McDermott highlighted the fund’s strong performance record since its launch in 2015 – to today, the fund has outperformed the IA Mixed Investment 40-85% Shares sector average by 24 percentage points.
VT Momentum Diversified Income is also a “well-diversified” global fund focussing on income though a “common-sense approach that has helped it deliver better returns and lower volatility relative to peers”, according to the fund picker.
Next up was absolute return, which was given 15% of the overall allocation. Here, the choice was SVS RM Defensive Capital, an all-weather strategy with a focus on lower volatility and minimising downside risk.
Performance of fund against index and sector over 1yr
Source: FE Analytics
Managed by Niall O’Connor, the portfolio combines bonds, equities and commodities and tends to have a value bias by avoiding expensive areas of the market, which makes it “another dull but more predictable option,” according to McDermott.
The rest of the portfolio was dedicated to fixed income, with the managing director first including a corporate-bond fund, BlackRock Corporate Bond, which should make up 15% of the overall portfolio.
He praised its flexibility and “proven ability to exploit inefficiencies in fixed income”.
Since Ben Edwards has been in charge from 2015, the strategy has delivered “excellent returns”, with its 30% upside over the past 10 years putting it in the first quartile of performance against the IA Sterling Corporate Bond average of 27.5% – all the while taking “significantly less risk than the rest of the sector”, McDermott noted.
This result hasn’t been achieved over more recent times frames, however, with the vehicle dropping to the third quartile of performance over the past five and three years, and to the last over the past 12 months, as shown in the chart below.
Performance of fund against index and sector over 1yr
Source: FE Analytics
To continue in the same area, TwentyFour Corporate Bond also deserved a place and another 15% of the budget.
For McDermott, manager Chris Bowie has built “one of the most dependable funds in the space”, aiming to deliver high income with minimal volatility. It is currently in the IA Sterling Corporate Bond's first or second quartile over one, three, five and 10 years, making a top-quartile 31% total return over the past decade.
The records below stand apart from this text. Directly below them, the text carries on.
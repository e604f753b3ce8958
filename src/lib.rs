//! # RMS Telemetry Library
//!
//! Follow the logs of an RMS meteor camera station and serve its status.
//!
//! This library provides the pieces of the telemetry service: a tolerant
//! line parser that folds log lines into a [`status::StatusDocument`], a
//! tailer for the rotating log files, a thread-safe store with a short
//! history of archived runs, and the HTTP surface that reads from it.

pub mod archive;
pub mod cache;
pub mod config;
pub mod driver;
pub mod error;
pub mod parser;
pub mod server;
pub mod status;
pub mod store;
pub mod system;
pub mod tailer;
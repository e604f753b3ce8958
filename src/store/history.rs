//! # History Ring
//!
//! Fixed-capacity FIFO of archived runs. Appended to only at rollover.

use std::collections::VecDeque;

use chrono::NaiveDate;

use crate::status::timestamp::Timestamp;
use crate::status::StatusDocument;

/// Default number of archived runs kept
pub const DEFAULT_HISTORY_CAPACITY: usize = 7;

/// One archived run with its freshness timestamp.
#[derive(Debug, Clone, PartialEq)]
pub struct HistoryEntry {
    pub document: StatusDocument,
    pub last_modified: Timestamp,
}

impl HistoryEntry {
    /// Archives `document`, caching its last-modified time.
    #[must_use]
    pub fn new(document: StatusDocument) -> Self {
        let last_modified = document.last_modified();
        Self {
            document,
            last_modified,
        }
    }
}

/// Circular buffer of past runs, oldest evicted first.
#[derive(Debug, Clone)]
pub struct HistoryRing {
    entries: VecDeque<HistoryEntry>,
    capacity: usize,
}

impl Default for HistoryRing {
    fn default() -> Self {
        Self::new(DEFAULT_HISTORY_CAPACITY)
    }
}

impl HistoryRing {
    /// Creates a ring holding up to `capacity` runs (at least one).
    #[must_use]
    pub fn new(capacity: usize) -> Self {
        let capacity = capacity.max(1);
        Self {
            entries: VecDeque::with_capacity(capacity),
            capacity,
        }
    }

    #[must_use]
    pub fn capacity(&self) -> usize {
        self.capacity
    }

    #[must_use]
    pub fn len(&self) -> usize {
        self.entries.len()
    }

    #[must_use]
    pub fn is_empty(&self) -> bool {
        self.entries.is_empty()
    }

    /// Appends an entry, evicting the oldest when full.
    pub fn push(&mut self, entry: HistoryEntry) {
        if self.entries.len() == self.capacity {
            self.entries.pop_front();
        }
        self.entries.push_back(entry);
    }

    /// Most recently archived run.
    #[must_use]
    pub fn newest(&self) -> Option<&HistoryEntry> {
        self.entries.back()
    }

    /// Newest run whose capture started on `date`.
    ///
    /// Entries without a usable start time never match.
    #[must_use]
    pub fn find_by_date(&self, date: NaiveDate) -> Option<&HistoryEntry> {
        self.entries
            .iter()
            .rev()
            .find(|entry| entry.document.run_date() == Some(date))
    }

    /// Start dates of all archived runs, oldest first, skipping entries
    /// without a usable start time.
    #[must_use]
    pub fn dates(&self) -> Vec<NaiveDate> {
        self.entries
            .iter()
            .filter_map(|entry| entry.document.run_date())
            .collect()
    }
}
Square Mile analysts appreciate its approach of mixing “a healthy degree of interest rate risk, which could prove to be an attractive diversifier in a balanced portfolio, as well as exposing investors to credit risk and the extra returns above government bonds which this should generate over time”.
Performance of fund against index and sector over 1yr
Source: FE Analytics
Finally, while it carries slightly more risk, GAM Star Credit Opportunities was McDermott’s last pick, which offers “an attractive option for income seekers” and accounts for the final 15% the portfolio.
“By focusing on the strongest companies further down the capital structure, the fund generates a high yield while maintaining quality,” he said.
It is co-run by FE fundinfo Alpha Manager Anthony Smouha, who follows the philosophy that investment-grade companies rarely default and by extension their higher-yielding junior debt rarely defaults.
Performance of fund against index and sector over 1yr
Source: FE Analytics
The fund has a strong bias towards financials such as banks and insurers. For RSMR analysts, its low sensitivity to changing interest rates is compelling.
They said: “The simple approach of investing in quality companies via junior credit and using the capital structure to derive higher returns has been a cornerstone of the investment approach for a long time and has led to attractive returns for investors willing to tolerate some volatility at times of market stress.”
Despite the slightly higher volatility, the fund achieved a first-quartile performance against its IA Specialist Bond peers across all main timeframes.